3. Complaint is made of the conduct of the court toward the witnesses who testified to the purchase of whisky from the defendant. Those witnesses pretended not to know what it was they bought. The court sharply admonished them to tell what the liquor was. There was no error in so doing. (The State v. Eldred, 8 Kan. App. 625, 56 Pac. 153; The State v. Marshall, 95 Kan. 628, 148 Pac. 675.) There is no reason for a trial court’s permitting a witness to testify that he does not know whether or not a liquor bought by him to drink as a beverage was whisky. Men who drink whisky recognize it when they drink it; they know whether it is whisky or not; and equivocation on that question should not be permitted in a court of justice.
*1174. Complaint is made of a remark of the court when the witnesses for the defendant were sworn; the court said that he wanted the witnesses properly sworn. There was nothing improper in the remark. It may have been unnecessary, but it was not in any way prejudicial to the defendant.
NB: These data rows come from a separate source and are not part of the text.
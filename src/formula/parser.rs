//! Formula parser - converts formula strings into an AST.
//!
//! Supports: number literals, variable identifiers (minimum five characters),
//! the reduction calls `max`/`min`/`sum`, and a single binary-operator split
//! per expression. A reduction's argument is a full sub-expression, so
//! `sum(costs_by_unit) / total_supply` and `max(alpha_dps / alpha_cost)` both
//! parse, while chains like `a_var / b_var / c_var` are rejected.

use super::FormulaError;

/// Expression AST. Small on purpose: there is nothing else in the grammar.
#[derive(Debug, Clone, PartialEq)]
pub enum Expr {
    Number(f64),
    Ident(String),
    Reduce { func: Reduction, arg: Box<Expr> },
    Binary { op: Op, left: Box<Expr>, right: Box<Expr> },
}

#[derive(Debug, Clone, Copy, PartialEq, Eq)]
pub enum Reduction {
    Max,
    Min,
    Sum,
}

impl Reduction {
    fn from_name(name: &str) -> Option<Self> {
        match name {
            "max" => Some(Reduction::Max),
            "min" => Some(Reduction::Min),
            "sum" => Some(Reduction::Sum),
            _ => None,
        }
    }
}

#[derive(Debug, Clone, Copy, PartialEq, Eq)]
pub enum Op {
    Add,
    Sub,
    Mul,
    Div,
}

/// Identifiers shorter than this are not variable references. The grammar
/// reserves short names for reduction functions.
pub const MIN_IDENT_LEN: usize = 5;

#[derive(Debug, Clone, PartialEq)]
enum Token {
    Number(f64),
    Ident(String),
    Plus,
    Minus,
    Star,
    Slash,
    LParen,
    RParen,
}

fn tokenize(input: &str) -> Result<Vec<Token>, FormulaError> {
    let mut tokens = Vec::new();
    let mut chars = input.chars().peekable();

    while let Some(&c) = chars.peek() {
        match c {
            ' ' | '\t' => {
                chars.next();
            }
            '+' => {
                tokens.push(Token::Plus);
                chars.next();
            }
            '-' => {
                tokens.push(Token::Minus);
                chars.next();
            }
            '*' => {
                tokens.push(Token::Star);
                chars.next();
            }
            '/' => {
                tokens.push(Token::Slash);
                chars.next();
            }
            '(' => {
                tokens.push(Token::LParen);
                chars.next();
            }
            ')' => {
                tokens.push(Token::RParen);
                chars.next();
            }
            '0'..='9' | '.' => {
                let mut s = String::new();
                while let Some(&d) = chars.peek() {
                    if d.is_ascii_digit() || d == '.' {
                        s.push(d);
                        chars.next();
                    } else {
                        break;
                    }
                }
                let n = s
                    .parse::<f64>()
                    .map_err(|_| FormulaError::Parse(format!("bad number `{s}`")))?;
                tokens.push(Token::Number(n));
            }
            c if c.is_ascii_alphabetic() || c == '_' => {
                let mut s = String::new();
                while let Some(&d) = chars.peek() {
                    if d.is_ascii_alphanumeric() || d == '_' {
                        s.push(d);
                        chars.next();
                    } else {
                        break;
                    }
                }
                tokens.push(Token::Ident(s));
            }
            c => {
                return Err(FormulaError::Parse(format!("unexpected character `{c}`")));
            }
        }
    }
    Ok(tokens)
}

/// Parse a formula string into an AST.
pub fn parse(input: &str) -> Result<Expr, FormulaError> {
    let tokens = tokenize(input)?;
    if tokens.is_empty() {
        return Err(FormulaError::Parse("empty formula".into()));
    }
    let mut pos = 0;
    let expr = parse_expr(&tokens, &mut pos)?;
    if pos != tokens.len() {
        return Err(FormulaError::Parse(
            "trailing tokens after expression".into(),
        ));
    }
    Ok(expr)
}

// expr := operand (op operand)?   -- at most one split per expression
fn parse_expr(tokens: &[Token], pos: &mut usize) -> Result<Expr, FormulaError> {
    let left = parse_operand(tokens, pos)?;

    let op = match tokens.get(*pos) {
        Some(Token::Plus) => Some(Op::Add),
        Some(Token::Minus) => Some(Op::Sub),
        Some(Token::Star) => Some(Op::Mul),
        Some(Token::Slash) => Some(Op::Div),
        _ => None,
    };
    let Some(op) = op else { return Ok(left) };
    *pos += 1;

    let right = parse_operand(tokens, pos)?;
    Ok(Expr::Binary {
        op,
        left: Box::new(left),
        right: Box::new(right),
    })
}

// operand := reduction '(' expr ')' | identifier | number
fn parse_operand(tokens: &[Token], pos: &mut usize) -> Result<Expr, FormulaError> {
    match tokens.get(*pos) {
        Some(Token::Number(n)) => {
            *pos += 1;
            Ok(Expr::Number(*n))
        }
        Some(Token::Ident(name)) => {
            *pos += 1;
            if let Some(func) = Reduction::from_name(name) {
                if tokens.get(*pos) != Some(&Token::LParen) {
                    return Err(FormulaError::Parse(format!(
                        "`{name}` must be called with an argument"
                    )));
                }
                *pos += 1;
                let arg = parse_expr(tokens, pos)?;
                if tokens.get(*pos) != Some(&Token::RParen) {
                    return Err(FormulaError::Parse(format!("unclosed `{name}(`")));
                }
                *pos += 1;
                return Ok(Expr::Reduce {
                    func,
                    arg: Box::new(arg),
                });
            }
            if name.len() < MIN_IDENT_LEN {
                return Err(FormulaError::Parse(format!(
                    "identifier `{name}` is shorter than {MIN_IDENT_LEN} characters"
                )));
            }
            Ok(Expr::Ident(name.clone()))
        }
        Some(other) => Err(FormulaError::Parse(format!("unexpected token {other:?}"))),
        None => Err(FormulaError::Parse("expression ended early".into())),
    }
}
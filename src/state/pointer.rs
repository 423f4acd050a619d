//! Pointer input - logical events and hit testing.
//!
//! The engine consumes three logical pointer events (down, move, up) plus a
//! cancel that behaves exactly like up. Whatever produces them - mouse,
//! touch, a test script - is outside the engine; an adapter for crossterm
//! mouse events is provided for terminal embedders.
//!
//! Hit testing walks a flat list of regions collected from drawn interactive
//! elements. Later regions win, matching document paint order.

use crate::types::Rect;

// =============================================================================
// Events
// =============================================================================

#[derive(Debug, Clone, Copy, PartialEq, Eq)]
pub enum PointerAction {
    Down,
    Move,
    Up,
    /// Treated identically to `Up`: same transition, same cleanup.
    Cancel,
}

/// A pointer event in absolute document coordinates.
#[derive(Debug, Clone, Copy, PartialEq)]
pub struct PointerEvent {
    pub action: PointerAction,
    pub x: f64,
    pub y: f64,
}

impl PointerEvent {
    pub fn down(x: f64, y: f64) -> Self {
        Self { action: PointerAction::Down, x, y }
    }

    pub fn move_to(x: f64, y: f64) -> Self {
        Self { action: PointerAction::Move, x, y }
    }

    pub fn up(x: f64, y: f64) -> Self {
        Self { action: PointerAction::Up, x, y }
    }

    pub fn cancel(x: f64, y: f64) -> Self {
        Self { action: PointerAction::Cancel, x, y }
    }

    /// Translate a crossterm mouse event into a logical pointer event.
    ///
    /// Only the left button participates; scroll and other buttons map to
    /// `None`.
    pub fn from_mouse(ev: &crossterm::event::MouseEvent) -> Option<Self> {
        use crossterm::event::{MouseButton, MouseEventKind};

        let (x, y) = (ev.column as f64, ev.row as f64);
        match ev.kind {
            MouseEventKind::Down(MouseButton::Left) => Some(Self::down(x, y)),
            MouseEventKind::Drag(MouseButton::Left) | MouseEventKind::Moved => {
                Some(Self::move_to(x, y))
            }
            MouseEventKind::Up(MouseButton::Left) => Some(Self::up(x, y)),
            _ => None,
        }
    }
}

// =============================================================================
// Hit testing
// =============================================================================

/// What a pointer position resolves to.
#[derive(Debug, Clone, Copy, PartialEq, Eq)]
pub enum HitTarget {
    /// A bound node, by registry arena index.
    Outlet(usize),
    /// One option of an option group.
    Option { selection: usize, option: usize },
}

/// A rectangular region mapping to a hit target.
#[derive(Debug, Clone, Copy, PartialEq)]
pub struct HitRegion {
    pub rect: Rect,
    pub target: HitTarget,
}

/// Flat region list rebuilt whenever element geometry changes.
#[derive(Debug, Default)]
pub struct HitMap {
    regions: Vec<HitRegion>,
}

impl HitMap {
    pub fn new() -> Self {
        Self::default()
    }

    pub fn clear(&mut self) {
        self.regions.clear();
    }

    /// Register a region. Empty rects are ignored - an element that has not
    /// been laid out yet cannot be hit.
    pub fn push(&mut self, rect: Rect, target: HitTarget) {
        if rect.is_empty() {
            return;
        }
        self.regions.push(HitRegion { rect, target });
    }

    /// The topmost region containing the point.
    pub fn hit_test(&self, x: f64, y: f64) -> Option<HitTarget> {
        self.regions
            .iter()
            .rev()
            .find(|r| r.rect.contains(x, y))
            .map(|r| r.target)
    }

    pub fn len(&self) -> usize {
        self.regions.len()
    }

    pub fn is_empty(&self) -> bool {
        self.regions.is_empty()
    }
}

#[cfg(test)]
mod tests {
    use super::*;

    #[test]
    fn test_hit_test_basic() {
        let mut map = HitMap::new();
        map.push(Rect::new(0.0, 0.0, 10.0, 10.0), HitTarget::Outlet(1));
        map.push(Rect::new(20.0, 0.0, 10.0, 10.0), HitTarget::Outlet(2));

        assert_eq!(map.hit_test(5.0, 5.0), Some(HitTarget::Outlet(1)));
        assert_eq!(map.hit_test(25.0, 5.0), Some(HitTarget::Outlet(2)));
        assert_eq!(map.hit_test(15.0, 5.0), None);
    }

    #[test]
    fn test_last_region_wins() {
        let mut map = HitMap::new();
        map.push(Rect::new(0.0, 0.0, 10.0, 10.0), HitTarget::Outlet(1));
        map.push(
            Rect::new(5.0, 5.0, 10.0, 10.0),
            HitTarget::Option { selection: 0, option: 1 },
        );

        assert_eq!(
            map.hit_test(7.0, 7.0),
            Some(HitTarget::Option { selection: 0, option: 1 })
        );
        assert_eq!(map.hit_test(2.0, 2.0), Some(HitTarget::Outlet(1)));
    }

    #[test]
    fn test_empty_rect_ignored() {
        let mut map = HitMap::new();
        map.push(Rect::default(), HitTarget::Outlet(1));
        assert!(map.is_empty());
        assert_eq!(map.hit_test(0.0, 0.0), None);
    }

    #[test]
    fn test_crossterm_adapter() {
        use crossterm::event::{KeyModifiers, MouseButton, MouseEvent, MouseEventKind};

        let down = MouseEvent {
            kind: MouseEventKind::Down(MouseButton::Left),
            column: 4,
            row: 2,
            modifiers: KeyModifiers::NONE,
        };
        assert_eq!(PointerEvent::from_mouse(&down), Some(PointerEvent::down(4.0, 2.0)));

        let drag = MouseEvent {
            kind: MouseEventKind::Drag(MouseButton::Left),
            column: 6,
            row: 2,
            modifiers: KeyModifiers::NONE,
        };
        assert_eq!(
            PointerEvent::from_mouse(&drag),
            Some(PointerEvent::move_to(6.0, 2.0))
        );

        let scroll = MouseEvent {
            kind: MouseEventKind::ScrollUp,
            column: 0,
            row: 0,
            modifiers: KeyModifiers::NONE,
        };
        assert_eq!(PointerEvent::from_mouse(&scroll), None);
    }
}
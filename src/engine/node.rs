//! Bound nodes - the units that tie document elements to model variables.
//!
//! Every bound node targets one element, reads one variable (plus an
//! optional sequence index), and carries one of a small set of kinds. Kind
//! behavior lives in the sibling modules; this module holds the shared shape,
//! the attribute-keyed constructors, and the capability dispatch
//! (`draw` / `update` / `update_style`).

use crate::doc::{attr, class, NodeId, Tree};
use crate::engine::{adjustable, display, plot, table};
use crate::engine::adjustable::{AdjustState, Bounds};
use crate::engine::plot::PlotState;
use crate::engine::table::TableState;
use crate::model::Model;
use crate::state::InteractionState;
use crate::types::NodeFlags;

// =============================================================================
// Node kinds
// =============================================================================

/// Behavior variant of a bound node.
#[derive(Debug)]
pub enum NodeKind {
    /// Passive value display.
    Display,
    /// Drag-adjustable value display.
    Adjustable(AdjustState),
    /// Sequence variable rendered one row per element; grows child nodes.
    Table(TableState),
    /// Grouped bar plot over a category axis and one or more series.
    Plot(PlotState),
}

// =============================================================================
// BoundNode
// =============================================================================

/// One binding between a document element and a model variable.
#[derive(Debug)]
pub struct BoundNode {
    pub el: NodeId,
    pub variable: String,
    pub idx: Option<usize>,
    pub format: Option<String>,
    pub flags: NodeFlags,
    pub kind: NodeKind,
}

impl BoundNode {
    /// Shared attribute parse for `data-id` bindings.
    fn common(tree: &Tree, el: NodeId) -> Option<(String, Option<usize>, Option<String>)> {
        let variable = tree.data(el, attr::ID)?.to_string();
        let idx = tree.data(el, attr::IDX).and_then(|v| v.parse().ok());
        let format = tree.data(el, attr::FORMAT).map(str::to_string);
        Some((variable, idx, format))
    }

    /// Construct a passive display node from its element attributes.
    pub fn new_display(tree: &Tree, el: NodeId) -> Option<BoundNode> {
        let (variable, idx, format) = Self::common(tree, el)?;
        Some(BoundNode {
            el,
            variable,
            idx,
            format,
            flags: NodeFlags::NONE,
            kind: NodeKind::Display,
        })
    }

    /// Construct a drag-adjustable node. Requires `data-min`/`max`/`step`;
    /// an adjustable marker without bounds is a contract violation and falls
    /// back to a passive display.
    pub fn new_adjustable(tree: &Tree, el: NodeId) -> Option<BoundNode> {
        let (variable, idx, format) = Self::common(tree, el)?;
        let Some(bounds) = Bounds::from_attrs(tree, el) else {
            debug_assert!(false, "adjustable element without data-min/max/step");
            return Self::new_display(tree, el);
        };
        Some(BoundNode {
            el,
            variable,
            idx,
            format,
            flags: NodeFlags::ADJUSTABLE,
            kind: NodeKind::Adjustable(AdjustState::new(bounds)),
        })
    }

    /// Every variable this node depends on. Plots depend on their axis and
    /// all series; other kinds on their single bound variable.
    pub fn variables(&self) -> Vec<String> {
        match &self.kind {
            NodeKind::Plot(st) => {
                let mut vars = vec![self.variable.clone()];
                vars.extend(st.series.iter().cloned());
                vars
            }
            _ => vec![self.variable.clone()],
        }
    }

    /// Whether this node currently claims the shared highlight: its own drag,
    /// or its own hover while nothing anywhere is dragging.
    pub fn is_active(&self, interaction: &InteractionState) -> bool {
        let hover_active = self.flags.contains(NodeFlags::HOVERING) && !interaction.is_dragging();
        match self.kind {
            NodeKind::Adjustable(_) => self.flags.contains(NodeFlags::DRAGGING) || hover_active,
            _ => hover_active,
        }
    }

    /// Full re-render. Idempotent; one-time setup runs exactly once.
    ///
    /// Table nodes are grown by the registry, which owns the arena their
    /// child nodes register into.
    pub fn draw(&mut self, model: &Model, tree: &mut Tree) {
        match &self.kind {
            NodeKind::Display | NodeKind::Adjustable(_) => display::draw(self, model, tree),
            NodeKind::Plot(_) => plot::draw(self, model, tree),
            NodeKind::Table(_) => {}
        }
    }

    /// Incremental re-render assuming structure already exists.
    pub fn update(&mut self, model: &Model, tree: &mut Tree) {
        match &self.kind {
            NodeKind::Display | NodeKind::Adjustable(_) => display::draw(self, model, tree),
            NodeKind::Plot(_) => plot::update(self, model, tree),
            // Incremental updates are delegated entirely to the per-cell
            // child nodes already registered.
            NodeKind::Table(_) => {}
        }
    }

    /// Visual highlight toggle for a (variable, idx) hover/drag change.
    pub fn update_style(
        &self,
        active: bool,
        variable: &str,
        idx: Option<usize>,
        tree: &mut Tree,
        interaction: &InteractionState,
    ) {
        match &self.kind {
            NodeKind::Display => display::update_style(self, active, tree),
            NodeKind::Adjustable(_) => adjustable::update_style(self, tree, interaction),
            NodeKind::Plot(_) => plot::update_style(self, active, variable, idx, tree),
            NodeKind::Table(_) => {}
        }
    }
}

/// Classify a `data-id` element into the right node kind.
///
/// Elements nested under a `table` ancestor become table nodes; otherwise the
/// adjustable marker class decides between display and adjustable.
pub fn classify(tree: &Tree, el: NodeId) -> Option<BoundNode> {
    if tree.ancestor_by_tag(el, "table").is_some() {
        table::new_node(tree, el)
    } else if tree.has_class(el, class::ADJUSTABLE) {
        BoundNode::new_adjustable(tree, el)
    } else {
        BoundNode::new_display(tree, el)
    }
}

#[cfg(test)]
mod tests {
    use super::*;
    use crate::types::Rect;

    #[test]
    fn test_display_from_attrs() {
        let mut tree = Tree::new();
        let el = tree.create_element("span");
        tree.append_child(tree.root(), el);
        tree.set_data(el, attr::ID, "unit_cost");
        tree.set_data(el, attr::IDX, "2");
        tree.set_data(el, attr::FORMAT, "%d");

        let node = classify(&tree, el).unwrap();
        assert_eq!(node.variable, "unit_cost");
        assert_eq!(node.idx, Some(2));
        assert_eq!(node.format.as_deref(), Some("%d"));
        assert!(matches!(node.kind, NodeKind::Display));
        assert!(!node.flags.contains(NodeFlags::ADJUSTABLE));
    }

    #[test]
    fn test_adjustable_from_attrs() {
        let mut tree = Tree::new();
        let el = tree.create_element("var");
        tree.append_child(tree.root(), el);
        tree.set_data(el, attr::ID, "unit_cost");
        tree.set_data(el, attr::IDX, "0");
        tree.add_class(el, class::ADJUSTABLE);
        tree.set_data(el, attr::MIN, "0");
        tree.set_data(el, attr::MAX, "10");
        tree.set_data(el, attr::STEP, "2");

        let node = classify(&tree, el).unwrap();
        assert!(node.flags.contains(NodeFlags::ADJUSTABLE));
        assert!(matches!(node.kind, NodeKind::Adjustable(_)));
    }

    #[test]
    fn test_table_classification() {
        let mut tree = Tree::new();
        let table = tree.create_element("table");
        let row = tree.create_element("tr");
        let tbody = tree.create_element("tbody");
        let el = tree.create_element("var");
        tree.append_child(tree.root(), table);
        tree.append_child(table, row);
        tree.append_child(table, tbody);
        tree.append_child(row, el);
        tree.set_data(el, attr::ID, "unit_cost");

        let node = classify(&tree, el).unwrap();
        assert!(matches!(node.kind, NodeKind::Table(_)));
    }

    #[test]
    fn test_missing_id_yields_none() {
        let mut tree = Tree::new();
        let el = tree.create_element("span");
        tree.append_child(tree.root(), el);
        tree.set_rect(el, Rect::new(0.0, 0.0, 10.0, 10.0));

        assert!(classify(&tree, el).is_none());
    }
}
5. The defendant testified in his own behalf and put witnesses on the stand to prove that his general reputation for •truth and veracity was good. Those witnesses were confused about how to answer the questions asked. The court instructed some of the witnesses concerning the questions, but even then they were confused. Complaint is made that the instructions by the court to the witnesses were not full and complete. It was not incumbent on the court to inform the witnesses how to answer the questions, although the information given was correct. What the court did was voluntary, and was not prejudicial to the defendant.'
One witness to the reputation of the defendant, in response to the question, “Is it good or bad?” testified, “I have never talked about his reputation with any one, but the way he acts around there, I would say, yes.” The court said: “Oh, no, no, no. You can’t tell whether a man is going to tell the truth by the way he acts.” There was no error in what the court said. The witness immediately thereafter testified: “Never talked with any one about his reputation.” “Q. You never heard it ■questioned ? A. I never heard it questioned.” That evidence was competent and was admitted.
The evidence of another witness is abstracted as follows:
“Q. Mr. Johnson, do you know what his general reputation is in this community for truth and veracity? You have to answer that, yes or no. A. Why, I don’t know, anything only he was a right good neighbor, and I never heard anything wrong about him in any shape.”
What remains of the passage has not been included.